Stored data:
***
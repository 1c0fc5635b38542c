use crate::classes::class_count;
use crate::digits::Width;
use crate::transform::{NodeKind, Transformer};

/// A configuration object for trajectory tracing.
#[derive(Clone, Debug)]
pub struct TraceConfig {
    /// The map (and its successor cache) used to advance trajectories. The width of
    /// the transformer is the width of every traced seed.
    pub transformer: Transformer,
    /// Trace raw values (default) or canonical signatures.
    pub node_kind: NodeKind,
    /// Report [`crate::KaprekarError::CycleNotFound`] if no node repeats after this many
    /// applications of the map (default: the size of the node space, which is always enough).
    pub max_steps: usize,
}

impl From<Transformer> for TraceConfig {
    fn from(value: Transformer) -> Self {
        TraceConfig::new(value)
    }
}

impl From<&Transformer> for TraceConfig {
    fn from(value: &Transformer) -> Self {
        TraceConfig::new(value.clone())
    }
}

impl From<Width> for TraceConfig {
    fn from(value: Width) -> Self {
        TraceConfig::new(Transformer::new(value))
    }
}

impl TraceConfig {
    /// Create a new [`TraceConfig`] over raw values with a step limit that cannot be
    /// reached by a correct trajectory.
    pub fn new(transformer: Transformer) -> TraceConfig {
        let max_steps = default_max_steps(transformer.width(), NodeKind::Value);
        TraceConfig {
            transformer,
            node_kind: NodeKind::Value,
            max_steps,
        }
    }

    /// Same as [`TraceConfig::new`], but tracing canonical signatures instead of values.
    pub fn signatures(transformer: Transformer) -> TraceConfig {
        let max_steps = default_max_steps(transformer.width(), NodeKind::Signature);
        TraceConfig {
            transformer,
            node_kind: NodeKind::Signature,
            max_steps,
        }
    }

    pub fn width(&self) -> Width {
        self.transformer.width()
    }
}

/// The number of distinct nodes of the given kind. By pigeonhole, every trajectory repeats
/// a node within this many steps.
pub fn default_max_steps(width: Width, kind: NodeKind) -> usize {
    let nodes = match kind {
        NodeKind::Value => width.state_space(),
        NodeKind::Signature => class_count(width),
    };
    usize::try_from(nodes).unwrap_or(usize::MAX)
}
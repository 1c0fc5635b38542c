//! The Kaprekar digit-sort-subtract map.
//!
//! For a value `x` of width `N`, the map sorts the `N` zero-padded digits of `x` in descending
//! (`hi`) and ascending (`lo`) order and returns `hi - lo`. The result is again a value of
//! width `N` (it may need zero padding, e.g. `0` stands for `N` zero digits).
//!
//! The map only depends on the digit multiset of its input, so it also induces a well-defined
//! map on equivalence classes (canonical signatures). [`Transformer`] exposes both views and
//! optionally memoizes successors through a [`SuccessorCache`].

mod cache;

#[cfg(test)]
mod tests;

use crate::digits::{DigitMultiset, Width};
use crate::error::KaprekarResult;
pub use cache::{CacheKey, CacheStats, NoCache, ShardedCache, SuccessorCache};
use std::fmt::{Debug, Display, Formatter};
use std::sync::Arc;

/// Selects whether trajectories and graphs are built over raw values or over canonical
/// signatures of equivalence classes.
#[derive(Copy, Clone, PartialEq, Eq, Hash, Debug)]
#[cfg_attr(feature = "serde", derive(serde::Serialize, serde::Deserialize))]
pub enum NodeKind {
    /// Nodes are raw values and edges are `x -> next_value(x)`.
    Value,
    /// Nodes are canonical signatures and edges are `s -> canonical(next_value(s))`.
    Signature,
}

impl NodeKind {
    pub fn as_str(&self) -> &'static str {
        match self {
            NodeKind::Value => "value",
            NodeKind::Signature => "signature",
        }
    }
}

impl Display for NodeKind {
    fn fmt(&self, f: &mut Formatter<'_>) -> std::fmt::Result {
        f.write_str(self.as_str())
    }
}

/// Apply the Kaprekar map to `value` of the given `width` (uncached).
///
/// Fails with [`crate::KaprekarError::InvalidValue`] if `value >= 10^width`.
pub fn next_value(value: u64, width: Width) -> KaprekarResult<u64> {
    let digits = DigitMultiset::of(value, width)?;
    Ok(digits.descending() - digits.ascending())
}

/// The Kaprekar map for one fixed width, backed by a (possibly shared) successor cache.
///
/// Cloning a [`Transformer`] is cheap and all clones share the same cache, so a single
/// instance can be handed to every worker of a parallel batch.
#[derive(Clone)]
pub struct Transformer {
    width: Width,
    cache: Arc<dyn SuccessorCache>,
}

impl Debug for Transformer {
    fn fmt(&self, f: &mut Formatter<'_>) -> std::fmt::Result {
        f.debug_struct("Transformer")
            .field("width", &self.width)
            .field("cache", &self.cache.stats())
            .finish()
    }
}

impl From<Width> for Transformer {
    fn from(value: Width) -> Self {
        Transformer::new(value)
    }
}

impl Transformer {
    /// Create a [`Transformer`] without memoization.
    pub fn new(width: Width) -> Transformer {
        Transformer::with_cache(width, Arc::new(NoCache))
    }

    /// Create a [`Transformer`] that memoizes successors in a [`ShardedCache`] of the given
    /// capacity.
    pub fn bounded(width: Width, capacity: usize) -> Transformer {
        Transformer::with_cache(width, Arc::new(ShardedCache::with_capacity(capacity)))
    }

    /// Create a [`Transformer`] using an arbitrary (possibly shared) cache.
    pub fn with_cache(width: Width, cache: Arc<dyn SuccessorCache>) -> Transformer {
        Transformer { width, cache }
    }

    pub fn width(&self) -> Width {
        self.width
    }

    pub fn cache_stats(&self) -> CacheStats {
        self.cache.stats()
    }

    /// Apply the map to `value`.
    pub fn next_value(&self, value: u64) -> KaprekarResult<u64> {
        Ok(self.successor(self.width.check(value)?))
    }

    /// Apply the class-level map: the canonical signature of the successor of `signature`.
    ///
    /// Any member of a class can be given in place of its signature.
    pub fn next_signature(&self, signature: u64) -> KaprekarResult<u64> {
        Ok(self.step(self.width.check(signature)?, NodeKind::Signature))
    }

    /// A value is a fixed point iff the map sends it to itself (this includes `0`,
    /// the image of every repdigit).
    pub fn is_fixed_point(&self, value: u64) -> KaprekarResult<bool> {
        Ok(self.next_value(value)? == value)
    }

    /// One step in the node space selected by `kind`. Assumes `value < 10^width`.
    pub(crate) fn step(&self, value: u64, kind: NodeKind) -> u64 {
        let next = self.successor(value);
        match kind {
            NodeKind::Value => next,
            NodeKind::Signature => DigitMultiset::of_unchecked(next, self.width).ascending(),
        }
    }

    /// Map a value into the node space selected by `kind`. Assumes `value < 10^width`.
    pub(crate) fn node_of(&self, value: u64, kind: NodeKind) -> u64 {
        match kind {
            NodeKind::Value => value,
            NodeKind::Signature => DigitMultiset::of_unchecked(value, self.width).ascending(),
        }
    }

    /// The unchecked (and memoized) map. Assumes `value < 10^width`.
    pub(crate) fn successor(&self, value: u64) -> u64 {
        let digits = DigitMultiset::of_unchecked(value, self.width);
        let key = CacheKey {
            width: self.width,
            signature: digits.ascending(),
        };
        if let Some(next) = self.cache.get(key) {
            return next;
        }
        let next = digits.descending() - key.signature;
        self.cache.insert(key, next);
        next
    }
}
***
→ **Exercise goal**
Could you return every record above exactly as written?

→ **Solution to the problem**
repository 1c0fc5635b38542c
use crate::classes::class_count;
use crate::digits::Width;
use crate::transform::{NodeKind, Transformer};

/// A configuration object for trajectory tracing.
#[derive(Clone, Debug)]
pub struct TraceConfig {
    /// The map (and its successor cache) used to advance trajectories. The width of
    /// the transformer is the width of every traced seed.
    pub transformer: Transformer,
    /// Trace raw values (default) or canonical signatures.
    pub node_kind: NodeKind,
    /// Report [`crate::KaprekarError::CycleNotFound`] if no node repeats after this many
    /// applications of the map (default: the size of the node space, which is always enough).
    pub max_steps: usize,
}

impl From<Transformer> for TraceConfig {
    fn from(value: Transformer) -> Self {
        TraceConfig::new(value)
    }
}

impl From<&Transformer> for TraceConfig {
    fn from(value: &Transformer) -> Self {
        TraceConfig::new(value.clone())
    }
}

impl From<Width> for TraceConfig {
    fn from(value: Width) -> Self {
        TraceConfig::new(Transformer::new(value))
    }
}

impl TraceConfig {
    /// Create a new [`TraceConfig`] over raw values with a step limit that cannot be
    /// reached by a correct trajectory.
    pub fn new(transformer: Transformer) -> TraceConfig {
        let max_steps = default_max_steps(transformer.width(), NodeKind::Value);
        TraceConfig {
            transformer,
            node_kind: NodeKind::Value,
            max_steps,
        }
    }

    /// Same as [`TraceConfig::new`], but tracing canonical signatures instead of values.
    pub fn signatures(transformer: Transformer) -> TraceConfig {
        let max_steps = default_max_steps(transformer.width(), NodeKind::Signature);
        TraceConfig {
            transformer,
            node_kind: NodeKind::Signature,
            max_steps,
        }
    }

    pub fn width(&self) -> Width {
        self.transformer.width()
    }
}

/// The number of distinct nodes of the given kind. By pigeonhole, every trajectory repeats
/// a node within this many steps.
pub fn default_max_steps(width: Width, kind: NodeKind) -> usize {
    let nodes = match kind {
        NodeKind::Value => width.state_space(),
        NodeKind::Signature => class_count(width),
    };
    usize::try_from(nodes).unwrap_or(usize::MAX)
}
repository 1c0fc5635b38542c
//! The Kaprekar digit-sort-subtract map.
//!
//! For a value `x` of width `N`, the map sorts the `N` zero-padded digits of `x` in descending
//! (`hi`) and ascending (`lo`) order and returns `hi - lo`. The result is again a value of
//! width `N` (it may need zero padding, e.g. `0` stands for `N` zero digits).
//!
//! The map only depends on the digit multiset of its input, so it also induces a well-defined
//! map on equivalence classes (canonical signatures). [`Transformer`] exposes both views and
//! optionally memoizes successors through a [`SuccessorCache`].

mod cache;

#[cfg(test)]
mod tests;

use crate::digits::{DigitMultiset, Width};
use crate::error::KaprekarResult;
pub use cache::{CacheKey, CacheStats, NoCache, ShardedCache, SuccessorCache};
use std::fmt::{Debug, Display, Formatter};
use std::sync::Arc;

/// Selects whether trajectories and graphs are built over raw values or over canonical
/// signatures of equivalence classes.
#[derive(Copy, Clone, PartialEq, Eq, Hash, Debug)]
#[cfg_attr(feature = "serde", derive(serde::Serialize, serde::Deserialize))]
pub enum NodeKind {
    /// Nodes are raw values and edges are `x -> next_value(x)`.
    Value,
    /// Nodes are canonical signatures and edges are `s -> canonical(next_value(s))`.
    Signature,
}

impl NodeKind {
    pub fn as_str(&self) -> &'static str {
        match self {
            NodeKind::Value => "value",
            NodeKind::Signature => "signature",
        }
    }
}

impl Display for NodeKind {
    fn fmt(&self, f: &mut Formatter<'_>) -> std::fmt::Result {
        f.write_str(self.as_str())
    }
}

/// Apply the Kaprekar map to `value` of the given `width` (uncached).
///
/// Fails with [`crate::KaprekarError::InvalidValue`] if `value >= 10^width`.
pub fn next_value(value: u64, width: Width) -> KaprekarResult<u64> {
    let digits = DigitMultiset::of(value, width)?;
    Ok(digits.descending() - digits.ascending())
}

/// The Kaprekar map for one fixed width, backed by a (possibly shared) successor cache.
///
/// Cloning a [`Transformer`] is cheap and all clones share the same cache, so a single
/// instance can be handed to every worker of a parallel batch.
#[derive(Clone)]
pub struct Transformer {
    width: Width,
    cache: Arc<dyn SuccessorCache>,
}

impl Debug for Transformer {
    fn fmt(&self, f: &mut Formatter<'_>) -> std::fmt::Result {
        f.debug_struct("Transformer")
            .field("width", &self.width)
            .field("cache", &self.cache.stats())
            .finish()
    }
}

impl From<Width> for Transformer {
    fn from(value: Width) -> Self {
        Transformer::new(value)
    }
}

impl Transformer {
    /// Create a [`Transformer`] without memoization.
    pub fn new(width: Width) -> Transformer {
        Transformer::with_cache(width, Arc::new(NoCache))
    }

    /// Create a [`Transformer`] that memoizes successors in a [`ShardedCache`] of the given
    /// capacity.
    pub fn bounded(width: Width, capacity: usize) -> Transformer {
        Transformer::with_cache(width, Arc::new(ShardedCache::with_capacity(capacity)))
    }

    /// Create a [`Transformer`] using an arbitrary (possibly shared) cache.
    pub fn with_cache(width: Width, cache: Arc<dyn SuccessorCache>) -> Transformer {
        Transformer { width, cache }
    }

    pub fn width(&self) -> Width {
        self.width
    }

    pub fn cache_stats(&self) -> CacheStats {
        self.cache.stats()
    }

    /// Apply the map to `value`.
    pub fn next_value(&self, value: u64) -> KaprekarResult<u64> {
        Ok(self.successor(self.width.check(value)?))
    }

    /// Apply the class-level map: the canonical signature of the successor of `signature`.
    ///
    /// Any member of a class can be given in place of its signature.
    pub fn next_signature(&self, signature: u64) -> KaprekarResult<u64> {
        Ok(self.step(self.width.check(signature)?, NodeKind::Signature))
    }

    /// A value is a fixed point iff the map sends it to itself (this includes `0`,
    /// the image of every repdigit).
    pub fn is_fixed_point(&self, value: u64) -> KaprekarResult<bool> {
        Ok(self.next_value(value)? == value)
    }

    /// One step in the node space selected by `kind`. Assumes `value < 10^width`.
    pub(crate) fn step(&self, value: u64, kind: NodeKind) -> u64 {
        let next = self.successor(value);
        match kind {
            NodeKind::Value => next,
            NodeKind::Signature => DigitMultiset::of_unchecked(next, self.width).ascending(),
        }
    }

    /// Map a value into the node space selected by `kind`. Assumes `value < 10^width`.
    pub(crate) fn node_of(&self, value: u64, kind: NodeKind) -> u64 {
        match kind {
            NodeKind::Value => value,
            NodeKind::Signature => DigitMultiset::of_unchecked(value, self.width).ascending(),
        }
    }

    /// The unchecked (and memoized) map. Assumes `value < 10^width`.
    pub(crate) fn successor(&self, value: u64) -> u64 {
        let digits = DigitMultiset::of_unchecked(value, self.width);
        let key = CacheKey {
            width: self.width,
            signature: digits.ascending(),
        };
        if let Some(next) = self.cache.get(key) {
            return next;
        }
        let next = digits.descending() - key.signature;
        self.cache.insert(key, next);
        next
    }
}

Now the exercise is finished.